Tutto questo con il clan che era riuscito a controllare il settore economico della distribuzione e commercializzazione all’ingrosso di generi alimentari e nel settore turistico immobiliare. Fra i principali responsabili di questa parte dell’operazione, la guardia di finanza ha individuato Agostino Papaianni che si occupava di occultare le risorse economiche avvalendosi, secondo le accuse, di diversi prestanomi a cui erano stati intestati beni immobili e mobili.

Tra i beni sequestrati figurano due società; un distributore di carburante con autolavaggio e bar; un supermercato; una concessionaria di autovetture; un bar nella piazza di Tropea; un panificio industriale e numerosi conti correnti bancari. A questo si aggiunge un villaggio turistico, formalmente intestato ad un prestanome di origine nordafricana, composto da decine di appartamenti, piscina, market, due ristoranti, area camper e stabilimento balneare.

 Infine, il terzo filone dell’inchiesta, seguito dai carabinieri del Ros, che ha permesso di fermare Pantaleone Mancuso, ritenuto il capo della cosca, e il figlio Giuseppe Mancuso, 35 anni. Secondo i militari dell’Arma, i due avrebbero messo in piedi un qualificato circuito criminale nelle province di Vibo Valentia, Reggio Calabria e Crotone, con ramificazioni nel nord Italia. Il figlio Giuseppe avrebbe assunto la reggenza del clan durante la detenzione del padre, con i carabinieri che sono riusciti a ricostruire anche modalità alternative alla fittizia intestazione di beni, attraverso le quali il sodalizio avrebbe acquisito la gestione e il controllo di attività imprenditoriali.

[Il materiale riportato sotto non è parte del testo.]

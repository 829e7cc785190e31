//! Price and size newtypes over `rust_decimal::Decimal`.
//!
//! Quote prices, order amounts and tick keys are all derived from these, so
//! grid alignment and planner keys compare exactly.

use rust_decimal::prelude::ToPrimitive;
use rust_decimal::{Decimal, RoundingStrategy};
use serde::{Deserialize, Serialize};
use std::fmt;
use std::ops::{Add, Div, Mul, Sub};
use std::str::FromStr;

use crate::error::{CoreError, Result};

/// Quote or order price in the quote currency.
#[derive(Debug, Clone, Copy, PartialEq, Eq, PartialOrd, Ord, Hash, Serialize, Deserialize)]
#[serde(transparent)]
pub struct Price(pub Decimal);

impl Price {
    pub const ZERO: Self = Self(Decimal::ZERO);

    #[inline]
    pub fn new(value: Decimal) -> Self {
        Self(value)
    }

    #[inline]
    pub fn inner(&self) -> Decimal {
        self.0
    }

    #[inline]
    pub fn is_zero(&self) -> bool {
        self.0.is_zero()
    }

    #[inline]
    pub fn is_positive(&self) -> bool {
        self.0.is_sign_positive() && !self.0.is_zero()
    }

    /// Round down to a multiple of `tick_size` (bids).
    #[inline]
    pub fn floor_to_tick(&self, tick_size: Price) -> Self {
        if !tick_size.is_positive() {
            return *self;
        }
        Self((self.0 / tick_size.0).floor() * tick_size.0)
    }

    /// Round up to a multiple of `tick_size` (asks).
    #[inline]
    pub fn ceil_to_tick(&self, tick_size: Price) -> Self {
        if !tick_size.is_positive() {
            return *self;
        }
        Self((self.0 / tick_size.0).ceil() * tick_size.0)
    }

    /// Absolute distance to `other` as a fraction of `reference`.
    #[inline]
    pub fn deviation_from(&self, other: Price, reference: Price) -> Option<Decimal> {
        if !reference.is_positive() {
            return None;
        }
        Some((self.0 - other.0).abs() / reference.0)
    }
}

impl fmt::Display for Price {
    fn fmt(&self, f: &mut fmt::Formatter<'_>) -> fmt::Result {
        write!(f, "{}", self.0)
    }
}

impl FromStr for Price {
    type Err = rust_decimal::Error;

    fn from_str(s: &str) -> std::result::Result<Self, Self::Err> {
        Ok(Self(s.parse()?))
    }
}

impl From<Decimal> for Price {
    fn from(d: Decimal) -> Self {
        Self(d)
    }
}

impl Add for Price {
    type Output = Self;

    fn add(self, rhs: Self) -> Self::Output {
        Self(self.0 + rhs.0)
    }
}

impl Sub for Price {
    type Output = Self;

    fn sub(self, rhs: Self) -> Self::Output {
        Self(self.0 - rhs.0)
    }
}

impl Mul<Decimal> for Price {
    type Output = Self;

    fn mul(self, rhs: Decimal) -> Self::Output {
        Self(self.0 * rhs)
    }
}

impl Div<Decimal> for Price {
    type Output = Self;

    fn div(self, rhs: Decimal) -> Self::Output {
        Self(self.0 / rhs)
    }
}

/// Order amount in base-currency units.
#[derive(Debug, Clone, Copy, PartialEq, Eq, PartialOrd, Ord, Hash, Serialize, Deserialize)]
#[serde(transparent)]
pub struct Size(pub Decimal);

impl Size {
    pub const ZERO: Self = Self(Decimal::ZERO);

    #[inline]
    pub fn new(value: Decimal) -> Self {
        Self(value)
    }

    #[inline]
    pub fn inner(&self) -> Decimal {
        self.0
    }

    #[inline]
    pub fn is_zero(&self) -> bool {
        self.0.is_zero()
    }

    #[inline]
    pub fn is_positive(&self) -> bool {
        self.0.is_sign_positive() && !self.0.is_zero()
    }

    /// Round up to a multiple of `step`.
    #[inline]
    pub fn ceil_to_step(&self, step: Size) -> Self {
        if !step.is_positive() {
            return *self;
        }
        Self((self.0 / step.0).ceil() * step.0)
    }

    /// Notional value: size * price.
    #[inline]
    pub fn notional(&self, price: Price) -> Decimal {
        self.0 * price.0
    }
}

impl fmt::Display for Size {
    fn fmt(&self, f: &mut fmt::Formatter<'_>) -> fmt::Result {
        write!(f, "{}", self.0)
    }
}

impl FromStr for Size {
    type Err = rust_decimal::Error;

    fn from_str(s: &str) -> std::result::Result<Self, Self::Err> {
        Ok(Self(s.parse()?))
    }
}

impl From<Decimal> for Size {
    fn from(d: Decimal) -> Self {
        Self(d)
    }
}

impl Add for Size {
    type Output = Self;

    fn add(self, rhs: Self) -> Self::Output {
        Self(self.0 + rhs.0)
    }
}

impl Sub for Size {
    type Output = Self;

    fn sub(self, rhs: Self) -> Self::Output {
        Self(self.0 - rhs.0)
    }
}

/// Integer-quantized price used as a stable diffing key.
///
/// `round(price / tick_size)`, half away from zero. The same price and
/// tick size always produce the same tick.
#[derive(Debug, Clone, Copy, PartialEq, Eq, PartialOrd, Ord, Hash, Serialize, Deserialize)]
#[serde(transparent)]
pub struct PriceTick(pub i64);

impl PriceTick {
    pub fn from_price(price: Price, tick_size: Price) -> Result<Self> {
        if !tick_size.is_positive() {
            return Err(CoreError::InvalidTickSize(tick_size.to_string()));
        }
        let ticks = price
            .0
            .checked_div(tick_size.0)
            .ok_or_else(|| CoreError::InvalidPrice(format!("{price} overflows tick index")))?
            .round_dp_with_strategy(0, RoundingStrategy::MidpointAwayFromZero);
        ticks
            .to_i64()
            .map(Self)
            .ok_or_else(|| CoreError::InvalidPrice(format!("{price} overflows tick index")))
    }

    /// Price at the center of this tick.
    pub fn to_price(self, tick_size: Price) -> Price {
        Price(Decimal::from(self.0) * tick_size.0)
    }
}

impl fmt::Display for PriceTick {
    fn fmt(&self, f: &mut fmt::Formatter<'_>) -> fmt::Result {
        write!(f, "{}", self.0)
    }
}

#[cfg(test)]
mod tests {
    use super::*;
    use rust_decimal_macros::dec;

    #[test]
    fn test_price_floor_and_ceil_to_tick() {
        let quote = Price::new(dec!(99.9173));
        let tick = Price::new(dec!(0.05));

        assert_eq!(quote.floor_to_tick(tick).0, dec!(99.90));
        assert_eq!(quote.ceil_to_tick(tick).0, dec!(99.95));
    }

    #[test]
    fn test_price_tick_deterministic() {
        let tick = Price::new(dec!(0.5));
        let p = Price::new(dec!(100.26));

        let a = PriceTick::from_price(p, tick).unwrap();
        let b = PriceTick::from_price(p, tick).unwrap();
        assert_eq!(a, b);
        assert_eq!(a, PriceTick(201));
    }

    #[test]
    fn test_price_tick_midpoint_rounds_away_from_zero() {
        let tick = Price::new(dec!(1));
        assert_eq!(
            PriceTick::from_price(Price::new(dec!(2.5)), tick).unwrap(),
            PriceTick(3)
        );
        assert_eq!(
            PriceTick::from_price(Price::new(dec!(3.5)), tick).unwrap(),
            PriceTick(4)
        );
    }

    #[test]
    fn test_price_tick_rejects_zero_tick() {
        let result = PriceTick::from_price(Price::new(dec!(100)), Price::ZERO);
        assert!(matches!(result, Err(CoreError::InvalidTickSize(_))));
    }

    #[test]
    fn test_price_tick_overflow_is_error() {
        let result = PriceTick::from_price(Price::new(Decimal::MAX), Price::new(dec!(0.0000001)));
        assert!(matches!(result, Err(CoreError::InvalidPrice(_))));
    }

    #[test]
    fn test_size_ceil_to_step() {
        let size = Size::new(dec!(1.2341));
        assert_eq!(size.ceil_to_step(Size::new(dec!(0.001))).0, dec!(1.235));
        assert_eq!(size.ceil_to_step(Size::ZERO), size);
    }

    #[test]
    fn test_deviation_from() {
        let order = Price::new(dec!(99.4));
        let target = Price::new(dec!(99.5));
        let basis = Price::new(dec!(100));

        assert_eq!(order.deviation_from(target, basis), Some(dec!(0.001)));
        assert_eq!(order.deviation_from(target, Price::ZERO), None);
    }

    #[test]
    fn test_order_notional() {
        let amount = Size::new(dec!(0.055));
        assert_eq!(amount.notional(Price::new(dec!(100))), dec!(5.5));
    }
}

LA DDA. «Nessuno è al di sopra della legge e nessuno, in tutto il territorio calabrese, è al riparo dall’azione della giustizia». Lo ha detto il procuratore aggiunto di Catanzaro, con delega all’antimafia, Giuseppe Borrelli., in riferimento al l’indagine che ha consentito di portare a termine un’operazione contro il clan Mancuso di Limbadi (VV), con l’esecuzione di un provvedimento di fermo emesso nei confronti di 24 presunti esponenti del clan. 

«L’impegno della Dda di Catanzaro è massimo rispetto a tutto il territorio di competenza – ha rimarcato Borrelli -, e gli ottimi risultati raggiunti uno dopo l’altro lo testimoniano con i fatti. È importante che questo si comprenda a fondo, perchè tutti sappiano che la giustizia non fa sconti a nessuno. È una garanzia per i cittadini, tutti, in ogni angolo della regione».